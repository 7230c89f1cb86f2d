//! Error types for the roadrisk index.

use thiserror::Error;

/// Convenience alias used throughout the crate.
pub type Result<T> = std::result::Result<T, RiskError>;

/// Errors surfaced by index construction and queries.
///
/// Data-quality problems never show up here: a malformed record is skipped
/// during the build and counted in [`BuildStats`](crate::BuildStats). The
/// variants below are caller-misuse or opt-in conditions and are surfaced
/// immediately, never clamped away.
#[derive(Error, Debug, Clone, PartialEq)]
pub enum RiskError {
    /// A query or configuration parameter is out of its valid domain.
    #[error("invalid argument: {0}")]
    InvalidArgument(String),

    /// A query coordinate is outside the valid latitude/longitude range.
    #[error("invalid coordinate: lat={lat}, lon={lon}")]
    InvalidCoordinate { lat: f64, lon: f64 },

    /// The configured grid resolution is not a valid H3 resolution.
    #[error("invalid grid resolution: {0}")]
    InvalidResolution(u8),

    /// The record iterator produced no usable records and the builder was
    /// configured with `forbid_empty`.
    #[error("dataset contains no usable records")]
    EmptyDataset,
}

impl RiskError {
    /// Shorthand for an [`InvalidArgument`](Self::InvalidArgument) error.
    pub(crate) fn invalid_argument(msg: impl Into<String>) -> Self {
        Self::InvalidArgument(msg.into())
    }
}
========
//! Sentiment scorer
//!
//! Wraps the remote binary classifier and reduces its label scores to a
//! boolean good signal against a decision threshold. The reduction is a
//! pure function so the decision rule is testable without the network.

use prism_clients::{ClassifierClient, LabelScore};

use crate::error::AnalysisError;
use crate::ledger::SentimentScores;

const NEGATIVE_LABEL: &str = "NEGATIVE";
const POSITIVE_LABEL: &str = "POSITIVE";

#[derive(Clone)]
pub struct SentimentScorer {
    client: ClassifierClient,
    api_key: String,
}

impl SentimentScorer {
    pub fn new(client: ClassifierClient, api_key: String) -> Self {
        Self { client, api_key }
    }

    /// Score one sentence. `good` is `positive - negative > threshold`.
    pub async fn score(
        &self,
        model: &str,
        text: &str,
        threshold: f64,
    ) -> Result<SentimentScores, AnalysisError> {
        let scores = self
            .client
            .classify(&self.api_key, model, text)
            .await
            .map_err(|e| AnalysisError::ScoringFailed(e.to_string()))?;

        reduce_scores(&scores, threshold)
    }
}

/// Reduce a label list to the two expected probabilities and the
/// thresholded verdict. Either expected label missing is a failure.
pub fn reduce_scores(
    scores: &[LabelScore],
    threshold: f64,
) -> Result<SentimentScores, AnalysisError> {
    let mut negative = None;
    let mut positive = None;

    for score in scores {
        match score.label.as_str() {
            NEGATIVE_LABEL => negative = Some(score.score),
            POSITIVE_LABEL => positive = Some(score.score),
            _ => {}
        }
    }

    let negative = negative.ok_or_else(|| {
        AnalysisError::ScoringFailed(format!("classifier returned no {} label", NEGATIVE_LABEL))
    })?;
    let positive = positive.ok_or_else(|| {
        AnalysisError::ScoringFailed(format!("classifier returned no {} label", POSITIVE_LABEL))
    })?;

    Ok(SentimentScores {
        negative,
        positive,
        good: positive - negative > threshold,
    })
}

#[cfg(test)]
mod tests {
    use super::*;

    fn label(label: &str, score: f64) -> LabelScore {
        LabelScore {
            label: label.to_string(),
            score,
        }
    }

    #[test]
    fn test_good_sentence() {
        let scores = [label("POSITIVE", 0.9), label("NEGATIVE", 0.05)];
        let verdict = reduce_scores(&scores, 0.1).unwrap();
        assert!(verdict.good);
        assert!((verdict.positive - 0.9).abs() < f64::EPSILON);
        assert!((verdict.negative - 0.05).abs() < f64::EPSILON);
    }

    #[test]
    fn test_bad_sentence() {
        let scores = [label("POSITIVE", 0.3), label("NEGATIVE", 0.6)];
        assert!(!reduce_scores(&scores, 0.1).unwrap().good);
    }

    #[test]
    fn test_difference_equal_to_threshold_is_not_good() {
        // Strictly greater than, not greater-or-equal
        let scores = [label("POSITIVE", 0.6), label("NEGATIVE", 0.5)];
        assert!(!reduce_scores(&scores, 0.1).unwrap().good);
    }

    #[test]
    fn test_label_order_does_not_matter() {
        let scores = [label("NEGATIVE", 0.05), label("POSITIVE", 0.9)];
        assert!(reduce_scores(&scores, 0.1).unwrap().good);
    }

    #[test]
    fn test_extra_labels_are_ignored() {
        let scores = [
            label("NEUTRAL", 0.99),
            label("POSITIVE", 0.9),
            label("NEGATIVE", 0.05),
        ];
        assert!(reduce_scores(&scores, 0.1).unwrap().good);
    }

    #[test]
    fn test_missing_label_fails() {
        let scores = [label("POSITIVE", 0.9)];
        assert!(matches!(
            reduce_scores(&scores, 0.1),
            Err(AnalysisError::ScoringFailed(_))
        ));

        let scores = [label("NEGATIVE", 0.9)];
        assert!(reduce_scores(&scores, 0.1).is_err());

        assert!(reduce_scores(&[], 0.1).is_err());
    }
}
========
● Assigned task:
Show a copy of each line from the records above in which the string "ClassifierClient" occurs.

● Written solution:
use prism_clients::{ClassifierClient, LabelScore};
    client: ClassifierClient,
    pub fn new(client: ClassifierClient, api_key: String) -> Self {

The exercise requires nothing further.